Anonymity

08-09-2013 - 4 minutes, 37 seconds -

Since the NSA debacle I've been pondering the current state of affairs regarding privacy and "How most people think the Internet works" vs "How the Internet actually works". So here are my thoughts on the three subjects:

Privacy

You have none. There are groups of people and multiple individual entities that can access data you do not want them to access without your approval and most times without you knowing. This additionally is not a static list, but an ever-changing number and user base. I will expound on this in the "How the Internet Works" section, but suffice to say if you are educated about the Internet, you should have no reasonable expectation of privacy, at any time. This is partly by design, but also partly for ease of administration. If you have no idea of what kind of traffic your network is routing, how can you effectively shape it for best performance of all users? Or, why would you remove administrator access to a terminated user's account if they may have saved those files they were working on before they left the company? It comes down to the simple fact that we take the shortest route to achieve our goals and when those goals are closer to "make it work" than "make it work correctly", it shouldn't surprise you to see what we see here. Is it necessary to improve security for the sake of privacy? Instead of answering, consider the fact that with only your name, date of birth and the hospital you were born in, researchers found they could predict your social security number correctly for 8.5% of the population with fewer than 1,000 attempts. The system was originally designed with one scope in mind and neglecting possible attacks of this nature erroneously. What SSNs have now become is authenticators instead of identifiers, which means more people can get more access to more of your data. How most people think the Internet works

Through conversations with people about the Internet, it seems people believe the Internet works like a literal web, with direct 1-to-1 connections to all of your favorite services, like a super-long Ethernet cable for each website to everyone's computer. It seems people also think a firewall will actively block attacks and unauthorized persons, like a 24/7 systems administrator that "knows" when the network is under attack. They think their traffic is mostly unreadable in-transit, and trust online services with their livelihoods. How the Internet actually works

There are millions of miles of cable, built into walls, floors, under roads, underwater, in ditches that connect routers over which Internet traffic flows. Sometimes, it bounces off a satellite for good measure. The owners of these devices are countless; for example just to get to Google you need to talk to your local cable pool's router, then to your cable company's core router, then their upstream provider's router, then any number of intermediary datacenter's router, then to Google's datacenter's router, then to Google's router, then it gets sent to the relevant server, passing through additional routers on the way. At any time, the operators and many of their employees can see your raw (usually unencrypted) traffic. This is using cable that can be decades old, protocols that sometimes were intended for an entirely different purpose, software hacked together (sometimes actually designed) by disgruntled, happy, hardworking or lazy employees (or freelancers) sometime in the last half-century. Also on this global (read: unregulated) network are pieces of software with the specific intent on doing things they are not supposed to, and you're directly connected to them, as is your data. Also connected to this network are HVAC systems, security cameras, industrial machinery, telephones/fax machines, medical devices etc that have not been (or cannot be) updated. On top of all of this, we now have definitive proof that this network can be manipulated and studied as a result of one or many governments to glean data and perform offensive cyber operations. It's not a surprise that there are so many breaches of security when security hadn't even crossed the mind of many of the designers of integral parts of the Internet. How do we cope with this, and how do we fix it?

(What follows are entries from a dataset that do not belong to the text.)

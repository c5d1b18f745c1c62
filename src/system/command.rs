//! Imperative OS command dispatch.
//!
//! Steps never talk to the command interpreter directly: they go through
//! the [`CommandRunner`] capability, so tests can substitute a recording
//! runner and the production path stays in one place. The production
//! implementation batches each command into a single working script file,
//! which the interpreter then executes; the file is truncated before every
//! dispatch, so no two invocations may overlap (by construction of the
//! sequential workflow, they do not).

use std::path::PathBuf;

use tokio::process::Command;

use crate::error::CommandError;
use crate::system::encoding::encode_console;

/// Stateless command-execution capability.
///
/// One call dispatches one imperative command and blocks until the spawned
/// process finishes, yielding the raw combined output bytes on success.
pub trait CommandRunner {
    fn run(
        &self,
        command: &str,
    ) -> impl std::future::Future<Output = Result<Vec<u8>, CommandError>>;
}

/// Production runner: overwrites the working script file with the command
/// (encoded to the console code page) and executes it via the platform
/// command interpreter.
#[derive(Debug, Clone)]
pub struct ScriptRunner {
    script_path: PathBuf,
}

impl ScriptRunner {
    pub fn new(script_path: PathBuf) -> Self {
        ScriptRunner { script_path }
    }

    fn interpreter(&self) -> Command {
        let mut cmd = if cfg!(windows) {
            let mut c = Command::new("cmd.exe");
            c.arg("/C");
            c
        } else {
            Command::new("sh")
        };
        cmd.arg(&self.script_path);
        cmd
    }
}

impl CommandRunner for ScriptRunner {
    async fn run(&self, command: &str) -> Result<Vec<u8>, CommandError> {
        log::debug!("dispatch: {}", command);

        if let Some(parent) = self.script_path.parent() {
            if !parent.as_os_str().is_empty() {
                std::fs::create_dir_all(parent).map_err(CommandError::ScriptWrite)?;
            }
        }
        std::fs::write(&self.script_path, encode_console(command))
            .map_err(CommandError::ScriptWrite)?;

        let output = self
            .interpreter()
            .output()
            .await
            .map_err(CommandError::Spawn)?;

        if !output.status.success() {
            let detail = String::from_utf8_lossy(&output.stderr).trim().to_string();
            return match output.status.code() {
                Some(code) => Err(CommandError::ExitStatus { code, detail }),
                None => Err(CommandError::Terminated),
            };
        }

        let mut combined = output.stdout;
        combined.extend_from_slice(&output.stderr);
        Ok(combined)
    }
}
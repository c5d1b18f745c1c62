//! Hostname change via the domain-management utility.

use crate::error::StepError;
use crate::system::command::CommandRunner;
use crate::system::encoding::decode_console;
use crate::system::extract::extract;

const CAPTION_COMMAND: &str = "wmic ntdomain get Caption /value";
const CAPTION_PATTERN: &str = r"Caption=(.*)";

/// Rename the host to the inventory-assigned name.
///
/// The rename command needs the current domain/workgroup caption, read via
/// system information first; a missing caption aborts only this step.
pub async fn rename_host<R: CommandRunner>(
    runner: &R,
    hostname: &str,
) -> Result<(), StepError> {
    let raw = runner.run(CAPTION_COMMAND).await?;
    let output = decode_console(&raw);
    let caption = extract(CAPTION_PATTERN, &output).ok_or(StepError::CaptionNotFound)?;
    let old_name = caption.trim();
    log::debug!("current caption: {old_name}");

    let command = format!("netdom renamecomputer {old_name} /newname:{hostname} /force");
    let raw = runner.run(&command).await?;
    log::debug!("{}", decode_console(&raw).trim_end());
    Ok(())
}

#[cfg(test)]
mod tests {
    use super::*;
    use crate::error::CommandError;
    use std::sync::Mutex;

    struct CaptionRunner {
        caption_output: &'static [u8],
        commands: Mutex<Vec<String>>,
    }

    impl CaptionRunner {
        fn new(caption_output: &'static [u8]) -> Self {
            CaptionRunner {
                caption_output,
                commands: Mutex::new(Vec::new()),
            }
        }
    }

    impl CommandRunner for CaptionRunner {
        async fn run(&self, command: &str) -> Result<Vec<u8>, CommandError> {
            self.commands.lock().unwrap().push(command.to_string());
            if command.starts_with("wmic ntdomain") {
                Ok(self.caption_output.to_vec())
            } else {
                Ok(Vec::new())
            }
        }
    }

    #[tokio::test]
    async fn test_rename_combines_old_caption_and_new_name() {
        let runner = CaptionRunner::new(b"\r\nCaption=WORKGROUP\r\n\r\n");
        rename_host(&runner, "HOST-01").await.unwrap();

        let commands = runner.commands.lock().unwrap();
        assert_eq!(commands.len(), 2);
        assert_eq!(
            commands[1],
            "netdom renamecomputer WORKGROUP /newname:HOST-01 /force"
        );
    }

    #[tokio::test]
    async fn test_missing_caption_aborts_only_this_step() {
        let runner = CaptionRunner::new(b"No Instance(s) Available.\r\n");
        let err = rename_host(&runner, "HOST-01").await.unwrap_err();
        assert!(matches!(err, StepError::CaptionNotFound));

        // the rename command was never dispatched
        assert_eq!(runner.commands.lock().unwrap().len(), 1);
    }
}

The first step on any successful project is to determine the scope, and unfortunately ours is gigantic here. We would need to built authentication and privilege mechanisms (ones more advanced and robust than current offerings) down to the silicon level of every device, which of course would necessarily render older equipment incompatible. Using authentication schemes yet unknown, we must construct a suite of software and hardware that enforces abstract security concepts in a concrete and consistent way, globally and with as much compatibility as possible with current infrastructure. This system would need to place absolute power in the owner of data, and recognize complicated ownership processes like loaning/leasing data and limited access. All of this in a way that is easy-to-use and transparent, using powerful, proven cryptography that can be upgraded and changed as technology progresses with interoperability and guaranteed security. This needs to, at a bare minimum, provide Identification Authentication and Authorization for any given piece of data and on the human/company/device/entity level. Then, once everything is in place we would still need to configure it for explicit permissions, ones which are the minimum needed for full function at every level. This is only after first deciding the entire organizational structure of electronic devices and planning out what devices' function and level of permissions need to be. Sounds easy, right?